Sparkflows enables users to build Machine Learning models via 150+ processors which perform well out of the box via its statistical and domain-based feature engineering processors to go along with the multiple AutoML engines for both supervised learning and unsupervised learning use cases.
Sparkflows fully enables users with and without data science expertise as well as coders and non-coders alike.
Sparkflows prebuilt processors creates statistical and
domain-based features like imputation, vectorizer, tokenizer, feature scaler, polynomial expansion, normalizer, extract month from date, extract year from timestamp among others.
Applying Feature Engineering in Sparkflows use selection, construction, transformation, and extraction techniques to provide the key features from your raw data.
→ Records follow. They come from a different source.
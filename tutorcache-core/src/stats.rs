use std::sync::atomic::{AtomicU64, Ordering};

/// Cache statistics for monitoring hit rates, evictions and revalidation.
///
/// All counters are atomics updated with `Relaxed` ordering; a snapshot taken
/// with `clone()` is independent of the live counters.
///
/// # Examples
///
/// ```
/// use tutorcache_core::CacheStats;
///
/// let stats = CacheStats::new();
///
/// stats.record_hit();
/// stats.record_stale_hit();
/// stats.record_miss();
///
/// assert_eq!(stats.hits(), 2);
/// assert_eq!(stats.stale_hits(), 1);
/// assert_eq!(stats.misses(), 1);
/// assert!((stats.hit_rate() - 0.6666).abs() < 0.001);
/// ```
#[derive(Debug)]
pub struct CacheStats {
    hits: AtomicU64,
    stale_hits: AtomicU64,
    misses: AtomicU64,
    evictions: AtomicU64,
    invalidations: AtomicU64,
    revalidations: AtomicU64,
    revalidation_failures: AtomicU64,
}

impl CacheStats {
    pub fn new() -> Self {
        Self {
            hits: AtomicU64::new(0),
            stale_hits: AtomicU64::new(0),
            misses: AtomicU64::new(0),
            evictions: AtomicU64::new(0),
            invalidations: AtomicU64::new(0),
            revalidations: AtomicU64::new(0),
            revalidation_failures: AtomicU64::new(0),
        }
    }

    /// Records a read served with fresh data.
    #[inline]
    pub fn record_hit(&self) {
        self.hits.fetch_add(1, Ordering::Relaxed);
    }

    /// Records a read served with stale data. Counts as a hit too.
    #[inline]
    pub fn record_stale_hit(&self) {
        self.hits.fetch_add(1, Ordering::Relaxed);
        self.stale_hits.fetch_add(1, Ordering::Relaxed);
    }

    /// Records a read that found nothing, or only an expired entry.
    #[inline]
    pub fn record_miss(&self) {
        self.misses.fetch_add(1, Ordering::Relaxed);
    }

    #[inline]
    pub fn record_evictions(&self, count: usize) {
        self.evictions.fetch_add(count as u64, Ordering::Relaxed);
    }

    #[inline]
    pub fn record_invalidations(&self, count: usize) {
        self.invalidations.fetch_add(count as u64, Ordering::Relaxed);
    }

    #[inline]
    pub fn record_revalidation(&self) {
        self.revalidations.fetch_add(1, Ordering::Relaxed);
    }

    #[inline]
    pub fn record_revalidation_failure(&self) {
        self.revalidation_failures.fetch_add(1, Ordering::Relaxed);
    }

    #[inline]
    pub fn hits(&self) -> u64 {
        self.hits.load(Ordering::Relaxed)
    }

    #[inline]
    pub fn stale_hits(&self) -> u64 {
        self.stale_hits.load(Ordering::Relaxed)
    }

    #[inline]
    pub fn misses(&self) -> u64 {
        self.misses.load(Ordering::Relaxed)
    }

    /// Entries removed by the eviction policy (both phases).
    #[inline]
    pub fn evictions(&self) -> u64 {
        self.evictions.load(Ordering::Relaxed)
    }

    /// Entries removed by explicit invalidation.
    #[inline]
    pub fn invalidations(&self) -> u64 {
        self.invalidations.load(Ordering::Relaxed)
    }

    /// Background revalidations started.
    #[inline]
    pub fn revalidations(&self) -> u64 {
        self.revalidations.load(Ordering::Relaxed)
    }

    #[inline]
    pub fn revalidation_failures(&self) -> u64 {
        self.revalidation_failures.load(Ordering::Relaxed)
    }

    #[inline]
    pub fn total_accesses(&self) -> u64 {
        self.hits() + self.misses()
    }

    /// Fraction of reads served from the cache, fresh or stale (0.0 to 1.0).
    ///
    /// Returns 0.0 if there have been no accesses.
    #[inline]
    pub fn hit_rate(&self) -> f64 {
        let total = self.total_accesses();
        if total == 0 {
            0.0
        } else {
            self.hits() as f64 / total as f64
        }
    }

    /// Resets all counters to zero.
    pub fn reset(&self) {
        self.hits.store(0, Ordering::Relaxed);
        self.stale_hits.store(0, Ordering::Relaxed);
        self.misses.store(0, Ordering::Relaxed);
        self.evictions.store(0, Ordering::Relaxed);
        self.invalidations.store(0, Ordering::Relaxed);
        self.revalidations.store(0, Ordering::Relaxed);
        self.revalidation_failures.store(0, Ordering::Relaxed);
    }
}

impl Default for CacheStats {
    fn default() -> Self {
        Self::new()
    }
}

impl Clone for CacheStats {
    fn clone(&self) -> Self {
        Self {
            hits: AtomicU64::new(self.hits()),
            stale_hits: AtomicU64::new(self.stale_hits()),
            misses: AtomicU64::new(self.misses()),
            evictions: AtomicU64::new(self.evictions()),
            invalidations: AtomicU64::new(self.invalidations()),
            revalidations: AtomicU64::new(self.revalidations()),
            revalidation_failures: AtomicU64::new(self.revalidation_failures()),
        }
    }
}

#[cfg(test)]
mod tests {
    use super::*;

    #[test]
    fn test_new_stats() {
        let stats = CacheStats::new();
        assert_eq!(stats.hits(), 0);
        assert_eq!(stats.misses(), 0);
        assert_eq!(stats.total_accesses(), 0);
        assert_eq!(stats.hit_rate(), 0.0);
    }

    #[test]
    fn test_stale_hits_count_as_hits() {
        let stats = CacheStats::new();
        stats.record_stale_hit();
        stats.record_stale_hit();
        stats.record_hit();
        assert_eq!(stats.hits(), 3);
        assert_eq!(stats.stale_hits(), 2);
        assert_eq!(stats.hit_rate(), 1.0);
    }

    #[test]
    fn test_removal_counters() {
        let stats = CacheStats::new();
        stats.record_evictions(3);
        stats.record_invalidations(2);
        stats.record_invalidations(0);
        stats.record_revalidation();
        stats.record_revalidation_failure();
        assert_eq!(stats.evictions(), 3);
        assert_eq!(stats.invalidations(), 2);
        assert_eq!(stats.revalidations(), 1);
        assert_eq!(stats.revalidation_failures(), 1);
    }

    #[test]
    fn test_reset() {
        let stats = CacheStats::new();
        stats.record_hit();
        stats.record_miss();
        stats.record_evictions(4);
        stats.reset();
        assert_eq!(stats.total_accesses(), 0);
        assert_eq!(stats.evictions(), 0);
    }

    #[test]
    fn test_clone_is_a_snapshot() {
        let stats = CacheStats::new();
        stats.record_hit();
        stats.record_miss();

        let cloned = stats.clone();
        stats.record_hit();
        assert_eq!(stats.hits(), 2);
        assert_eq!(cloned.hits(), 1);
        assert_eq!(cloned.misses(), 1);
    }

    #[test]
    fn test_concurrent_access() {
        use std::sync::Arc;
        use std::thread;

        let stats = Arc::new(CacheStats::new());
        let handles: Vec<_> = (0..10)
            .map(|_| {
                let stats = Arc::clone(&stats);
                thread::spawn(move || {
                    for _ in 0..100 {
                        stats.record_hit();
                    }
                    for _ in 0..50 {
                        stats.record_miss();
                    }
                })
            })
            .collect();

        for handle in handles {
            handle.join().unwrap();
        }

        assert_eq!(stats.hits(), 1000);
        assert_eq!(stats.misses(), 500);
        assert!((stats.hit_rate() - 0.6666).abs() < 0.001);
    }
}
ML Engines, Models and AutoML
Sparkflows provides a variety of ML engines which can be leveraged to build models like Apache Spark, H2O, Keras, Prophet, Pycaret, Scikit Learn among others.
Users can leverage the AutoML processors of Sparkflows to build quick models which do fairly well in the real world. These models can be extracted out and optimized for tradeoff between Accuracy and Interpretability to suit the use case needs.
Sparkflows can be used to build supervised, unsupervised ML models on tabular data, supervised ML models on time series data, Deep Learning models on unsupervised data.
Code in your features and ML models
Sparkflows provides the processors to write in custom code in Pyspark, Python, or Scala to create new features for custom feature engineering needs in addition to the prebuilt processors.
Sparkflows also enables users to build custom models by writing code in pyspark, python, or scala to build custom models like U-net in Keras, use any new under research library to try new approaches to build the predictive model.
Push down ML modeling at scale
Sparkflows can leverage the ML Engines like Apache Spark, H2O and Keras to perform push down ML model training and get back only the models to be saved in the Model registry. This approach minimizes the data transfer overhead and enables Sparkflows to build ML models on petabytes of data.